§ TASK TO CARRY OUT
For the entries below, count the lines containing "time" and give only that number.

######

//! Configuration file parsing and structures.
//!
//! j18fs uses a single TOML file. Everything except `[octoprint]` is optional:
//! - `[octoprint]`: where the host lives and whether to follow its push socket
//! - `[widget]`: identity the host routes plugin messages by, polling cadence
//! - `[popup]`: which renderer shows popups and how long auto-hiding ones stay
//! - `[api]`: optional local HTTP API for on-demand refreshes
//! - `[plugins.<identity>]`: the host's settings trees, keyed by plugin identity

use std::collections::HashMap;
use std::path::Path;
use std::path::PathBuf;
use std::time::Duration;

use serde::Deserialize;
use serde::Serialize;
use tracing_subscriber::filter::LevelFilter;
use url::Url;

use crate::host::HostSettings;

/// Identity the host assigns to the filament sensor plugin.
pub const DEFAULT_IDENTITY: &str = "Julia2018FilamentSensor";

/// Title shown on every popup.
pub const DEFAULT_DISPLAY_NAME: &str = "Julia 2018 Filament Sensor";

/// Top-level configuration structure
#[derive(Debug, Clone, Deserialize)]
pub struct Config {
    #[serde(default)]
    pub logging: LoggingConfig,
    pub octoprint: OctoPrintConfig,
    #[serde(default)]
    pub widget: WidgetConfig,
    #[serde(default)]
    pub popup: PopupConfig,
    #[serde(default)]
    pub api: ApiConfig,
    #[serde(default)]
    pub plugins: HostSettings,
}

#[derive(Debug, Default, Deserialize, Serialize, Clone, Copy, PartialEq, Eq, PartialOrd, Ord)]
#[serde(rename_all = "lowercase")]
pub enum LogLevel {
    Trace,
    Debug,
    #[default]
    Info,
    Warn,
    Error,
}

impl From<LogLevel> for LevelFilter {
    fn from(level: LogLevel) -> Self {
        match level {
            LogLevel::Trace => LevelFilter::TRACE,
            LogLevel::Debug => LevelFilter::DEBUG,
            LogLevel::Info => LevelFilter::INFO,
            LogLevel::Warn => LevelFilter::WARN,
            LogLevel::Error => LevelFilter::ERROR,
        }
    }
}

#[derive(Debug, Default, Deserialize, Serialize, Clone)]
pub struct LoggingConfig {
    /// Log level: trace, debug, info, warn, error
    #[serde(default)]
    pub level: LogLevel,

    /// Per-target levels, e.g. `"j18fs::host::socket" = "debug"`
    #[serde(default)]
    pub overrides: HashMap<String, LogLevel>,
}

/// Where the host application lives
#[derive(Debug, Clone, Deserialize)]
pub struct OctoPrintConfig {
    /// Base URL of the host, e.g. "http://octopi.local"
    pub base_url: String,

    /// Follow the host's push socket for plugin messages
    #[serde(default = "default_true")]
    pub push_socket: bool,

    /// Seconds to wait before reopening a closed push socket
    #[serde(default = "default_reconnect_delay_secs")]
    pub reconnect_delay_secs: u64,
}

#[derive(Debug, Clone, Deserialize)]
pub struct WidgetConfig {
    /// Plugin identity; used as the status endpoint namespace and the push filter
    #[serde(default = "default_identity")]
    pub identity: String,

    /// Popup title
    #[serde(default = "default_display_name")]
    pub display_name: String,

    /// Fetch status periodically. Absent means only at bind time and on demand.
    #[serde(default)]
    pub poll_interval_secs: Option<u64>,
}

impl Default for WidgetConfig {
    fn default() -> Self {
        Self {
            identity: default_identity(),
            display_name: default_display_name(),
            poll_interval_secs: None,
        }
    }
}

#[derive(Debug, Default, Deserialize, Serialize, Clone, Copy, PartialEq, Eq)]
#[serde(rename_all = "lowercase")]
pub enum RendererKind {
    /// Write popups to the log
    #[default]
    Log,
    /// Desktop notifications (requires the `desktop` feature)
    Desktop,
}

#[derive(Debug, Clone, Deserialize)]
pub struct PopupConfig {
    #[serde(default)]
    pub renderer: RendererKind,

    /// How long auto-hiding popups stay visible
    #[serde(default = "default_auto_hide_ms")]
    pub auto_hide_ms: u32,
}

impl Default for PopupConfig {
    fn default() -> Self {
        Self {
            renderer: RendererKind::default(),
            auto_hide_ms: default_auto_hide_ms(),
        }
    }
}

/// Local HTTP API configuration
#[derive(Debug, Clone, Deserialize)]
pub struct ApiConfig {
    #[serde(default)]
    pub enabled: bool,

    #[serde(default = "default_listen")]
    pub listen: String,

    #[serde(default = "default_port")]
    pub port: u16,
}

impl Default for ApiConfig {
    fn default() -> Self {
        Self {
            enabled: false,
            listen: default_listen(),
            port: default_port(),
        }
    }
}

fn default_true() -> bool {
    true
}

fn default_reconnect_delay_secs() -> u64 {
    5
}

fn default_identity() -> String {
    DEFAULT_IDENTITY.to_string()
}

fn default_display_name() -> String {
    DEFAULT_DISPLAY_NAME.to_string()
}

fn default_auto_hide_ms() -> u32 {
    8000
}

fn default_listen() -> String {
    "127.0.0.1".to_string()
}

fn default_port() -> u16 {
    8566
}

impl Config {
    /// Load configuration from a TOML file
    pub fn from_file(path: impl AsRef<Path>) -> Result<Self, ConfigError> {
        let contents = std::fs::read_to_string(path.as_ref())
            .map_err(|e| ConfigError::Io(path.as_ref().to_path_buf(), e))?;

        Self::from_toml(&contents)
    }

    /// Parse and validate configuration from TOML text
    pub fn from_toml(contents: &str) -> Result<Self, ConfigError> {
        let config: Config = toml::from_str(contents)?;
        config.validate()?;
        Ok(config)
    }

    /// Check cross-field constraints serde cannot express
    pub fn validate(&self) -> Result<(), ConfigError> {
        self.octoprint.url()?;

        if self.widget.identity.trim().is_empty() {
            return Err(ConfigError::Invalid {
                field: "widget.identity",
                message: "must not be empty".to_string(),
            });
        }

        if self.widget.poll_interval_secs == Some(0) {
            return Err(ConfigError::Invalid {
                field: "widget.poll_interval_secs",
                message: "must be greater than zero".to_string(),
            });
        }

        Ok(())
    }
}

impl OctoPrintConfig {
    /// Parsed base URL; only http and https are accepted
    pub fn url(&self) -> Result<Url, ConfigError> {
        let url = Url::parse(&self.base_url).map_err(|e| ConfigError::Invalid {
            field: "octoprint.base_url",
            message: e.to_string(),
        })?;

        match url.scheme() {
            "http" | "https" => Ok(url),
            other => Err(ConfigError::Invalid {
                field: "octoprint.base_url",
                message: format!("unsupported scheme '{}'", other),
            }),
        }
    }

    pub fn reconnect_delay(&self) -> Duration {
        Duration::from_secs(self.reconnect_delay_secs)
    }
}

impl WidgetConfig {
    pub fn poll_interval(&self) -> Option<Duration> {
        self.poll_interval_secs.map(Duration::from_secs)
    }
}

#[derive(Debug, thiserror::Error)]
pub enum ConfigError {
    #[error("Failed to read config file {0}: {1}")]
    Io(PathBuf, #[source] std::io::Error),

    #[error("Failed to parse TOML: {0}")]
    Parse(#[from] toml::de::Error),

    #[error("Invalid value for {field}: {message}")]
    Invalid {
        field: &'static str,
        message: String,
    },
}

######

§ EXERCISE SOLUTION
2